4 Hal Adab Mendengarkan Al-Quran

Disunnahkan untuk mendengarkan al-Qur’an dengan seksama, tanpa membuat gaduh dan bicara sendiri…”.

[JAKARTA, MASJIDUNA] – — Al-Qur’an merupakan kalam ilahi, maka kita wajib menjaga adab ketika mendengarkannya. Setidaknya terdapat beberapa adab ketika tengah mendengarkan al-Qur’an.

Pertama, mendengarkan dan memperhatikan dengan khusyuk bacaan Al-Qur’an. Hal ini dengan tegas dan lugas, Allah Swt berfirman dalam Al-Qur’an surat al-A’raf ayat 204:

وَاِذَا قُرِئَ الْقُرْاٰنُ فَاسْتَمِعُوْا لَهٗ وَاَنْصِتُوْا لَعَلَّكُمْ تُرْحَمُوْنَ

”Jika dibacakan Al-Qur’an, dengarkanlah (dengan saksama) dan diamlah agar kamu dirahmati.”

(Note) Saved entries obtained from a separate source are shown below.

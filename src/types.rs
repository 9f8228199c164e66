#![forbid(unsafe_code)]

//! Core domain types for cstyle
//!
//! This module defines the fundamental types shared by the rule core, the
//! engine and the CLI.

use serde::{Deserialize, Serialize};
use std::fmt;
use std::path::Path;

/// Source languages handled by cstyle
#[derive(Debug, Clone, Copy, PartialEq, Eq, Hash, Serialize, Deserialize)]
#[serde(rename_all = "lowercase")]
pub enum Language {
    /// `.c` translation unit
    C,
    /// `.cpp` / `.cc` / `.cxx` translation unit
    Cpp,
    /// `.h` / `.hpp` header
    Header,
}

impl Language {
    /// Detects the language from a file name or path by extension
    pub fn detect(path: impl AsRef<Path>) -> Option<Language> {
        let ext = path.as_ref().extension()?.to_str()?;
        match ext {
            "c" => Some(Language::C),
            "cpp" | "cc" | "cxx" => Some(Language::Cpp),
            "h" | "hpp" | "hh" => Some(Language::Header),
            _ => None,
        }
    }
}

/// A validated rule identifier
///
/// Rule IDs must be non-empty and contain only ASCII alphanumeric characters,
/// e.g. `A6` or `CL5`. Lower-case input is normalized to upper case.
#[derive(Debug, Clone, PartialEq, Eq, Hash, PartialOrd, Ord, Serialize, Deserialize)]
#[serde(try_from = "String", into = "String")]
pub struct RuleId(String);

impl RuleId {
    /// Creates a new RuleId, validating the input
    ///
    /// Returns None if the input is empty or contains invalid characters
    pub fn new(id: impl Into<String>) -> Option<Self> {
        let id = id.into();
        let id = id.trim();
        if id.is_empty() {
            return None;
        }
        if !id.chars().all(|c| c.is_ascii_alphanumeric()) {
            return None;
        }
        Some(RuleId(id.to_ascii_uppercase()))
    }

    /// Creates a RuleId for a built-in rule
    pub(crate) fn from_static(id: &'static str) -> Self {
        debug_assert!(
            !id.is_empty()
                && id
                    .chars()
                    .all(|c| c.is_ascii_uppercase() || c.is_ascii_digit())
        );
        RuleId(id.to_string())
    }

    /// Returns the rule ID as a string slice
    pub fn as_str(&self) -> &str {
        &self.0
    }
}

impl fmt::Display for RuleId {
    fn fmt(&self, f: &mut fmt::Formatter<'_>) -> fmt::Result {
        write!(f, "{}", self.0)
    }
}

impl TryFrom<String> for RuleId {
    type Error = String;

    fn try_from(value: String) -> Result<Self, Self::Error> {
        RuleId::new(value.clone()).ok_or_else(|| format!("Invalid rule ID '{}'", value))
    }
}

impl From<RuleId> for String {
    fn from(rule_id: RuleId) -> Self {
        rule_id.0
    }
}

/// Whether a rule pass reports diagnostics or rewrites the file
#[derive(Debug, Clone, Copy, PartialEq, Eq, Hash, Serialize, Deserialize)]
#[serde(rename_all = "lowercase")]
pub enum Mode {
    Check,
    Convert,
}

impl fmt::Display for Mode {
    fn fmt(&self, f: &mut fmt::Formatter<'_>) -> fmt::Result {
        match self {
            Mode::Check => write!(f, "check"),
            Mode::Convert => write!(f, "convert"),
        }
    }
}

/// Syntactic category of a single source line
///
/// The declaration order of the section variants is the canonical section
/// order of a source file.
#[derive(Debug, Clone, Copy, PartialEq, Eq, Hash, PartialOrd, Ord, Serialize, Deserialize)]
pub enum LineTag {
    SystemInclude,
    UserInclude,
    TypeDecl,
    Global,
    FuncDecl,
    FuncImpl,
    Blank,
    Other,
}

impl LineTag {
    /// Canonical section order
    pub const CANONICAL_ORDER: [LineTag; 6] = [
        LineTag::SystemInclude,
        LineTag::UserInclude,
        LineTag::TypeDecl,
        LineTag::Global,
        LineTag::FuncDecl,
        LineTag::FuncImpl,
    ];

    /// Position in the canonical order, or None for `Blank` and `Other`
    pub fn section_rank(self) -> Option<usize> {
        Self::CANONICAL_ORDER.iter().position(|tag| *tag == self)
    }

    /// Returns true if this tag opens or continues a file section
    pub fn is_section(self) -> bool {
        self.section_rank().is_some()
    }
}

impl fmt::Display for LineTag {
    fn fmt(&self, f: &mut fmt::Formatter<'_>) -> fmt::Result {
        let name = match self {
            LineTag::SystemInclude => "SystemInclude",
            LineTag::UserInclude => "UserInclude",
            LineTag::TypeDecl => "TypeDecl",
            LineTag::Global => "Global",
            LineTag::FuncDecl => "FuncDecl",
            LineTag::FuncImpl => "FuncImpl",
            LineTag::Blank => "Blank",
            LineTag::Other => "Other",
        };
        f.write_str(name)
    }
}

/// A glob pattern for file matching
///
/// This is a simple wrapper around a string that will be used with the `globset` crate.
#[derive(Debug, Clone, PartialEq, Eq, Hash, Serialize, Deserialize)]
#[serde(transparent)]
pub struct GlobPattern(String);

impl GlobPattern {
    /// Creates a new GlobPattern
    pub fn new(pattern: impl Into<String>) -> Self {
        GlobPattern(pattern.into())
    }

    /// Returns the pattern as a string slice
    pub fn as_str(&self) -> &str {
        &self.0
    }
}

impl fmt::Display for GlobPattern {
    fn fmt(&self, f: &mut fmt::Formatter<'_>) -> fmt::Result {
        write!(f, "{}", self.0)
    }
}

impl From<&str> for GlobPattern {
    fn from(pattern: &str) -> Self {
        GlobPattern(pattern.to_string())
    }
}
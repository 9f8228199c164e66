#![forbid(unsafe_code)]

//! Rule registry and dispatcher
//!
//! The registry holds every rule in a fixed order. Selecting rules by ID
//! yields a [`Dispatcher`] that applies them to one file at a time: check
//! rules have their diagnostics concatenated, convert rules are chained so
//! each sees the previous one's output.

use crate::error::RuleError;
use crate::rules::builtin::builtin_rules;
use crate::rules::{Conversion, Diagnostic, Limits, RuleKind, SourceFile};
use crate::types::{Mode, RuleId};

/// Registry for storing rules in registry order
pub struct RuleRegistry {
    rules: Vec<RuleKind>,
}

/// Summary of one rule ID, as shown by `cstyle list`
#[derive(Debug, Clone, PartialEq, Eq)]
pub struct RuleInfo {
    pub id: RuleId,
    pub description: String,
    pub check: bool,
    pub convert: bool,
}

impl RuleRegistry {
    /// Create a new empty RuleRegistry
    pub fn new() -> Self {
        Self { rules: Vec::new() }
    }

    /// Registry holding every built-in rule
    ///
    /// # Errors
    ///
    /// Returns `RuleError` if an embedded rule definition is invalid.
    pub fn builtin(limits: &Limits) -> Result<Self, RuleError> {
        let mut registry = Self::new();
        for rule in builtin_rules(limits)? {
            registry.register(rule)?;
        }
        Ok(registry)
    }

    /// Adds a rule at the end of the registry order
    ///
    /// # Errors
    ///
    /// Returns `RuleError::InvalidDefinition` if a rule of the same kind is
    /// already registered under this ID.
    pub fn register(&mut self, rule: RuleKind) -> Result<(), RuleError> {
        let duplicate = self.rules.iter().any(|existing| {
            existing.id() == rule.id()
                && std::mem::discriminant(existing) == std::mem::discriminant(&rule)
        });
        if duplicate {
            return Err(RuleError::InvalidDefinition(format!(
                "Duplicate rule ID '{}'",
                rule.id()
            )));
        }
        self.rules.push(rule);
        Ok(())
    }

    /// Distinct rule IDs in registry order
    pub fn ids(&self) -> Vec<RuleId> {
        let mut ids: Vec<RuleId> = Vec::new();
        for rule in &self.rules {
            if !ids.contains(rule.id()) {
                ids.push(rule.id().clone());
            }
        }
        ids
    }

    pub fn contains(&self, id: &RuleId) -> bool {
        self.rules.iter().any(|rule| rule.id() == id)
    }

    /// One entry per rule ID in registry order
    pub fn describe(&self) -> Vec<RuleInfo> {
        self.ids()
            .into_iter()
            .map(|id| {
                let mut info = RuleInfo {
                    id: id.clone(),
                    description: String::new(),
                    check: false,
                    convert: false,
                };
                for rule in self.rules.iter().filter(|rule| *rule.id() == id) {
                    if info.description.is_empty() {
                        info.description = rule.description().to_string();
                    }
                    match rule {
                        RuleKind::Check(_) => info.check = true,
                        RuleKind::Convert(_) => info.convert = true,
                    }
                }
                info
            })
            .collect()
    }

    /// Validates requested IDs without selecting anything
    ///
    /// # Errors
    ///
    /// Returns `RuleError::Unknown` listing every requested ID that is not
    /// registered, including strings that are not valid IDs at all.
    pub fn resolve<S: AsRef<str>>(&self, requested: &[S]) -> Result<Vec<RuleId>, RuleError> {
        if requested.is_empty() {
            return Ok(self.ids());
        }

        let mut wanted = Vec::new();
        let mut unknown = Vec::new();
        for raw in requested {
            let raw = raw.as_ref();
            match RuleId::new(raw) {
                Some(id) if self.contains(&id) => {
                    if !wanted.contains(&id) {
                        wanted.push(id);
                    }
                }
                _ => unknown.push(raw.to_string()),
            }
        }

        if !unknown.is_empty() {
            return Err(RuleError::Unknown {
                ids: unknown,
                available: self.ids().iter().map(|id| id.to_string()).collect(),
            });
        }

        // Registry order, not request order
        Ok(self
            .ids()
            .into_iter()
            .filter(|id| wanted.contains(id))
            .collect())
    }

    /// Builds a dispatcher for the requested rules in the given mode
    ///
    /// An empty request selects every rule.
    ///
    /// # Errors
    ///
    /// Returns `RuleError::Unknown` if any requested ID is unknown; nothing
    /// is selected in that case.
    pub fn select<S: AsRef<str>>(
        &self,
        mode: Mode,
        requested: &[S],
    ) -> Result<Dispatcher<'_>, RuleError> {
        let ids = self.resolve(requested)?;
        let rules = self
            .rules
            .iter()
            .filter(|rule| ids.contains(rule.id()))
            .filter(|rule| match mode {
                Mode::Check => matches!(rule, RuleKind::Check(_)),
                Mode::Convert => matches!(rule, RuleKind::Convert(_)),
            })
            .collect();

        Ok(Dispatcher {
            rules,
            mode,
            verbose: false,
        })
    }

    pub fn len(&self) -> usize {
        self.rules.len()
    }

    pub fn is_empty(&self) -> bool {
        self.rules.is_empty()
    }
}

impl Default for RuleRegistry {
    fn default() -> Self {
        Self::new()
    }
}

/// Applies a fixed, ordered selection of rules to files
///
/// Holds no per-file state, so one dispatcher can serve many files in
/// parallel.
pub struct Dispatcher<'r> {
    rules: Vec<&'r RuleKind>,
    mode: Mode,
    verbose: bool,
}

impl<'r> Dispatcher<'r> {
    /// Reports each rule applied to each file when set
    pub fn verbose(mut self, verbose: bool) -> Self {
        self.verbose = verbose;
        self
    }

    pub fn mode(&self) -> Mode {
        self.mode
    }

    pub fn rule_ids(&self) -> Vec<&RuleId> {
        self.rules.iter().map(|rule| rule.id()).collect()
    }

    /// Runs every selected check rule, concatenating diagnostics in rule order
    pub fn check(&self, file: &SourceFile<'_>) -> Vec<Diagnostic> {
        let mut diagnostics = Vec::new();
        for rule in &self.rules {
            if let RuleKind::Check(rule) = rule {
                let found = rule.check(file);
                if self.verbose {
                    tracing::info!(
                        file = file.file_name,
                        rule = %rule.id(),
                        diagnostics = found.len(),
                        "applied check rule"
                    );
                }
                diagnostics.extend(found);
            }
        }
        diagnostics
    }

    /// Threads the file through every selected convert rule
    ///
    /// Each rule sees the lines and file name produced by the previous one.
    pub fn convert(&self, file: &SourceFile<'_>) -> Conversion {
        let mut lines = file.lines.to_vec();
        let mut file_name = file.file_name.to_string();
        let mut renamed = false;

        for rule in &self.rules {
            if let RuleKind::Convert(rule) = rule {
                let out = rule.convert(&SourceFile::new(&file_name, &lines));
                if self.verbose {
                    tracing::info!(
                        file = file.file_name,
                        rule = %rule.id(),
                        lines = out.lines.len(),
                        "applied convert rule"
                    );
                }
                lines = out.lines;
                if let Some(name) = out.file_name {
                    file_name = name;
                    renamed = true;
                }
            }
        }

        Conversion {
            lines,
            file_name: renamed.then_some(file_name),
        }
    }
}

#[cfg(test)]
mod tests {
    use super::*;

    fn registry() -> RuleRegistry {
        RuleRegistry::builtin(&Limits::default()).unwrap()
    }

    fn lines(text: &[&str]) -> Vec<String> {
        text.iter().map(|s| s.to_string()).collect()
    }

    #[test]
    fn test_new_registry_is_empty() {
        let registry = RuleRegistry::new();
        assert!(registry.is_empty());
        assert!(registry.ids().is_empty());
    }

    #[test]
    fn test_duplicate_registration_rejected() {
        let mut registry = registry();
        let result = registry.register(RuleKind::Check(Box::new(
            crate::rules::comments::BlockComments::new(),
        )));
        assert!(matches!(result, Err(RuleError::InvalidDefinition(_))));
    }

    #[test]
    fn test_unknown_ids_fail_fast_and_are_all_listed() {
        let registry = registry();
        let Err(RuleError::Unknown { ids, available }) =
            registry.select(Mode::Check, &["A1", "X9", "bad id"])
        else {
            panic!("expected unknown rule error");
        };
        assert_eq!(ids, vec!["X9", "bad id"]);
        assert_eq!(available.len(), 11);
    }

    #[test]
    fn test_selection_follows_registry_order() {
        let registry = registry();
        let dispatcher = registry.select(Mode::Check, &["cl5", "A4", "CL5"]).unwrap();
        let ids: Vec<&str> = dispatcher.rule_ids().iter().map(|id| id.as_str()).collect();
        assert_eq!(ids, vec!["A4", "CL5"]);
    }

    #[test]
    fn test_empty_request_selects_everything() {
        let registry = registry();
        let dispatcher = registry.select::<&str>(Mode::Convert, &[]).unwrap();
        assert_eq!(dispatcher.rule_ids().len(), 11);
        assert_eq!(dispatcher.mode(), Mode::Convert);
    }

    #[test]
    fn test_check_merges_diagnostics_in_rule_order() {
        let registry = registry();
        let dispatcher = registry.select(Mode::Check, &["CL5", "A1"]).unwrap();
        let src = lines(&["int x=1;", "\tint iY = 2;"]);
        let diagnostics = dispatcher.check(&SourceFile::new("Main.c", &src));
        let ids: Vec<&str> = diagnostics.iter().map(|d| d.rule_id.as_str()).collect();
        assert_eq!(ids, vec!["A1", "CL5"]);
    }

    #[test]
    fn test_convert_threads_lines_and_name() {
        let registry = registry();
        let dispatcher = registry
            .select(Mode::Convert, &["A5", "CL1", "CL5"])
            .unwrap()
            .verbose(true);
        let src = lines(&["int main() {", "    return a+b;", "}"]);
        let out = dispatcher.convert(&SourceFile::new("main.c", &src));
        assert_eq!(out.file_name.as_deref(), Some("Main.c"));
        assert_eq!(
            out.lines,
            lines(&["int main()", "{", "    return a + b;", "}"])
        );
    }

    #[test]
    fn test_describe_lists_both_kinds() {
        let info = registry().describe();
        assert_eq!(info.len(), 11);
        assert!(info.iter().all(|rule| rule.check && rule.convert));
        assert_eq!(info[0].id.as_str(), "A1");
        assert_eq!(info[0].description, "No tab characters");
    }
}
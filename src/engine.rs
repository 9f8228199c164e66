#![forbid(unsafe_code)]

//! File discovery and parallel per-file rule execution

pub mod executor;
pub mod file_walker;

pub use executor::{
    ConvertReport, ExecutionEngine, ExecutionResult, FileNote, FileReport, WrittenFile,
    read_lines, write_conversions,
};
pub use file_walker::{FileEntry, FileWalker, FileWalkerError};
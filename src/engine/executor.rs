#![forbid(unsafe_code)]

//! Parallel execution engine for running rules across files
//!
//! Files are independent: each is read, split into lines and handed to the
//! dispatcher on its own rayon task. Results come back in input order. A
//! file that cannot be decoded or read produces a note instead of
//! diagnostics, and the run carries on.

use crate::engine::file_walker::FileEntry;
use crate::error::StyleError;
use crate::rules::{Conversion, Diagnostic, Dispatcher, SourceFile};
use rayon::prelude::*;
use std::fs;
use std::path::{Path, PathBuf};

/// Why a file produced no rule output
#[derive(Debug, Clone, PartialEq, Eq)]
pub enum FileNote {
    /// File content is not valid UTF-8
    EncodingError,
    /// File could not be read
    ReadError(String),
}

impl std::fmt::Display for FileNote {
    fn fmt(&self, f: &mut std::fmt::Formatter<'_>) -> std::fmt::Result {
        match self {
            FileNote::EncodingError => write!(f, "encoding error - unable to process"),
            FileNote::ReadError(reason) => write!(f, "read error: {}", reason),
        }
    }
}

/// Check-mode outcome for one file
#[derive(Debug, Clone, PartialEq, Eq)]
pub struct FileReport {
    pub path: PathBuf,
    pub diagnostics: Vec<Diagnostic>,
    pub note: Option<FileNote>,
}

/// Convert-mode outcome for one file
#[derive(Debug, Clone, PartialEq, Eq)]
pub struct ConvertReport {
    pub path: PathBuf,
    /// Path relative to the walked root, used to mirror the output tree
    pub relative: PathBuf,
    pub outcome: Result<Conversion, FileNote>,
}

impl ConvertReport {
    /// Where the converted file goes under `out_dir`
    ///
    /// Mirrors the relative path, swapping in the renamed file name if a
    /// rule suggested one. None if the file could not be converted.
    pub fn target(&self, out_dir: &Path) -> Option<PathBuf> {
        let conversion = self.outcome.as_ref().ok()?;
        let mut target = out_dir.join(&self.relative);
        if let Some(name) = &conversion.file_name {
            target.set_file_name(name);
        }
        Some(target)
    }
}

/// Where a converted file was written, or why it was skipped
#[derive(Debug, Clone, PartialEq, Eq)]
pub struct WrittenFile {
    pub source: PathBuf,
    pub outcome: Result<PathBuf, FileNote>,
}

/// Result of running check rules over a set of files
#[derive(Debug)]
pub struct ExecutionResult {
    /// One report per file, in input order
    pub reports: Vec<FileReport>,
    pub files_checked: usize,
    pub rules_executed: usize,
}

impl ExecutionResult {
    pub fn total_diagnostics(&self) -> usize {
        self.reports.iter().map(|r| r.diagnostics.len()).sum()
    }

    pub fn total_notes(&self) -> usize {
        self.reports.iter().filter(|r| r.note.is_some()).count()
    }

    /// True if any file produced a diagnostic
    pub fn has_findings(&self) -> bool {
        self.reports.iter().any(|r| !r.diagnostics.is_empty())
    }
}

/// Execution engine that runs a dispatcher over files in parallel
pub struct ExecutionEngine<'r> {
    dispatcher: Dispatcher<'r>,
}

impl<'r> ExecutionEngine<'r> {
    pub fn new(dispatcher: Dispatcher<'r>) -> Self {
        Self { dispatcher }
    }

    /// Runs the selected check rules against every file
    pub fn check(&self, files: &[FileEntry]) -> ExecutionResult {
        let reports = files
            .par_iter()
            .map(|file| self.check_file(file))
            .collect();

        ExecutionResult {
            reports,
            files_checked: files.len(),
            rules_executed: self.dispatcher.rule_ids().len(),
        }
    }

    /// Runs the selected convert rules against every file
    pub fn convert(&self, files: &[FileEntry]) -> Vec<ConvertReport> {
        files
            .par_iter()
            .map(|file| ConvertReport {
                path: file.path.clone(),
                relative: file.relative.clone(),
                outcome: read_lines(&file.path).map_err(into_note).map(|lines| {
                    let name = file.file_name();
                    self.dispatcher.convert(&SourceFile::new(&name, &lines))
                }),
            })
            .collect()
    }

    fn check_file(&self, file: &FileEntry) -> FileReport {
        match read_lines(&file.path) {
            Ok(lines) => {
                let name = file.file_name();
                FileReport {
                    path: file.path.clone(),
                    diagnostics: self.dispatcher.check(&SourceFile::new(&name, &lines)),
                    note: None,
                }
            }
            Err(e) => FileReport {
                path: file.path.clone(),
                diagnostics: vec![],
                note: Some(into_note(e)),
            },
        }
    }
}

/// Reads a file as lines without terminators
///
/// # Errors
///
/// Returns `StyleError::Encoding` if the content is not UTF-8 and
/// `StyleError::Io` if the file cannot be read.
pub fn read_lines(path: &Path) -> Result<Vec<String>, StyleError> {
    let bytes = fs::read(path)?;
    let content = String::from_utf8(bytes).map_err(|_| StyleError::Encoding {
        file: path.to_path_buf(),
    })?;
    Ok(content.lines().map(str::to_string).collect())
}

/// Writes every successful conversion under `out_dir`
///
/// # Errors
///
/// Returns `StyleError::Io` on the first file that cannot be written.
pub fn write_conversions(
    reports: Vec<ConvertReport>,
    out_dir: &Path,
) -> Result<Vec<WrittenFile>, StyleError> {
    let mut written = Vec::with_capacity(reports.len());
    for report in reports {
        let target = report.target(out_dir);
        let outcome = match (report.outcome, target) {
            (Ok(conversion), Some(target)) => {
                if let Some(parent) = target.parent() {
                    fs::create_dir_all(parent)?;
                }
                fs::write(&target, join_lines(&conversion.lines))?;
                tracing::debug!(
                    source = %report.path.display(),
                    target = %target.display(),
                    "wrote converted file"
                );
                Ok(target)
            }
            (Err(note), _) => Err(note),
            (Ok(_), None) => continue,
        };
        written.push(WrittenFile {
            source: report.path,
            outcome,
        });
    }
    Ok(written)
}

fn join_lines(lines: &[String]) -> String {
    let mut content = lines.join("\n");
    if !lines.is_empty() {
        content.push('\n');
    }
    content
}

fn into_note(error: StyleError) -> FileNote {
    match error {
        StyleError::Encoding { file } => {
            tracing::warn!(file = %file.display(), "skipping file with invalid encoding");
            FileNote::EncodingError
        }
        other => {
            tracing::warn!("skipping unreadable file: {}", other);
            FileNote::ReadError(other.to_string())
        }
    }
}

#[cfg(test)]
mod tests {
    use super::*;
    use crate::rules::{Limits, RuleRegistry};
    use crate::types::Mode;
    use tempfile::TempDir;

    fn entry(dir: &TempDir, name: &str, bytes: &[u8]) -> FileEntry {
        let path = dir.path().join(name);
        fs::write(&path, bytes).unwrap();
        FileEntry::new(path, PathBuf::from(name)).unwrap()
    }

    #[test]
    fn test_check_reports_in_input_order() {
        let dir = TempDir::new().unwrap();
        let files = vec![
            entry(&dir, "A.c", b"int x=1;\n"),
            entry(&dir, "B.c", b"int iY = 2;\n"),
        ];
        let registry = RuleRegistry::builtin(&Limits::default()).unwrap();
        let engine = ExecutionEngine::new(registry.select(Mode::Check, &["CL5"]).unwrap());

        let result = engine.check(&files);
        assert_eq!(result.files_checked, 2);
        assert_eq!(result.rules_executed, 1);
        assert_eq!(result.reports[0].diagnostics.len(), 1);
        assert!(result.reports[1].diagnostics.is_empty());
        assert!(result.has_findings());
    }

    #[test]
    fn test_encoding_error_becomes_note() {
        let dir = TempDir::new().unwrap();
        let files = vec![
            entry(&dir, "Bad.c", &[0x69, 0x6e, 0x74, 0xff, 0xfe, 0x0a]),
            entry(&dir, "Good.c", b"int x=1;\n"),
        ];
        let registry = RuleRegistry::builtin(&Limits::default()).unwrap();
        let engine = ExecutionEngine::new(registry.select(Mode::Check, &["CL5"]).unwrap());

        let result = engine.check(&files);
        assert_eq!(result.reports[0].note, Some(FileNote::EncodingError));
        assert!(result.reports[0].diagnostics.is_empty());
        assert_eq!(result.reports[1].diagnostics.len(), 1);
        assert_eq!(result.total_notes(), 1);
    }

    #[test]
    fn test_convert_outcomes() {
        let dir = TempDir::new().unwrap();
        let files = vec![entry(&dir, "main.c", b"int main() {\n    return 0;\n}\n")];
        let registry = RuleRegistry::builtin(&Limits::default()).unwrap();
        let engine =
            ExecutionEngine::new(registry.select(Mode::Convert, &["A5", "CL1"]).unwrap());

        let reports = engine.convert(&files);
        let conversion = reports[0].outcome.as_ref().unwrap();
        assert_eq!(conversion.file_name.as_deref(), Some("Main.c"));
        assert_eq!(conversion.lines[0], "int main()");
        assert_eq!(reports[0].relative, PathBuf::from("main.c"));
    }

    #[test]
    fn test_write_conversions_mirrors_tree() {
        let input = TempDir::new().unwrap();
        let out = TempDir::new().unwrap();
        fs::create_dir(input.path().join("lib")).unwrap();
        let path = input.path().join("lib/util.c");
        fs::write(&path, "int x=1;\n").unwrap();
        let files = vec![FileEntry::new(path, PathBuf::from("lib/util.c")).unwrap()];

        let registry = RuleRegistry::builtin(&Limits::default()).unwrap();
        let engine =
            ExecutionEngine::new(registry.select(Mode::Convert, &["A5", "CL5"]).unwrap());
        let written = write_conversions(engine.convert(&files), out.path()).unwrap();

        let target = out.path().join("lib/Util.c");
        assert_eq!(written[0].outcome, Ok(target.clone()));
        assert_eq!(fs::read_to_string(target).unwrap(), "int x = 1;\n");
    }

    #[test]
    fn test_write_conversions_keeps_notes() {
        let dir = TempDir::new().unwrap();
        let out = TempDir::new().unwrap();
        let files = vec![entry(&dir, "Bad.c", &[0xff, 0x0a])];
        let registry = RuleRegistry::builtin(&Limits::default()).unwrap();
        let engine = ExecutionEngine::new(registry.select(Mode::Convert, &["A1"]).unwrap());

        let written = write_conversions(engine.convert(&files), out.path()).unwrap();
        assert_eq!(written[0].outcome, Err(FileNote::EncodingError));
        assert!(fs::read_dir(out.path()).unwrap().next().is_none());
    }

    #[test]
    fn test_read_lines_strips_terminators() {
        let dir = TempDir::new().unwrap();
        let path = dir.path().join("Crlf.c");
        fs::write(&path, "a\r\nb\n").unwrap();
        assert_eq!(read_lines(&path).unwrap(), vec!["a", "b"]);
    }
}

Ibnu Katsir menyatakan dalam tafsir Al-Qur’an al-Adzhim, jika mendengarkan bacaan Al-Qur’an seyogianya diperhatikan bacaan tersebut, agar makna dari bacaan tersebut bisa memberikan pengaruh pada yang mendengarnya. Ia berkata:

وَقَالَ مُبَارَكُ بْنُ فَضَالة، عَنِ الْحَسَنِ: إِذَا جَلَسْتَ إِلَى الْقُرْآنِ، فَأَنْصِتْ لَ

“Mubarak ibnu Fudalah telah meriwayatkan dari Al-Hasan, “Apabila engkau duduk mendengarkan Al-Qur’an, maka perhatikanlah bacaannya dengan tenang.” (Tafsir Ibn Katsir https://tafsir.app/ibn-katheer/7/204 Tafsir surat al-a’raf ayat 204).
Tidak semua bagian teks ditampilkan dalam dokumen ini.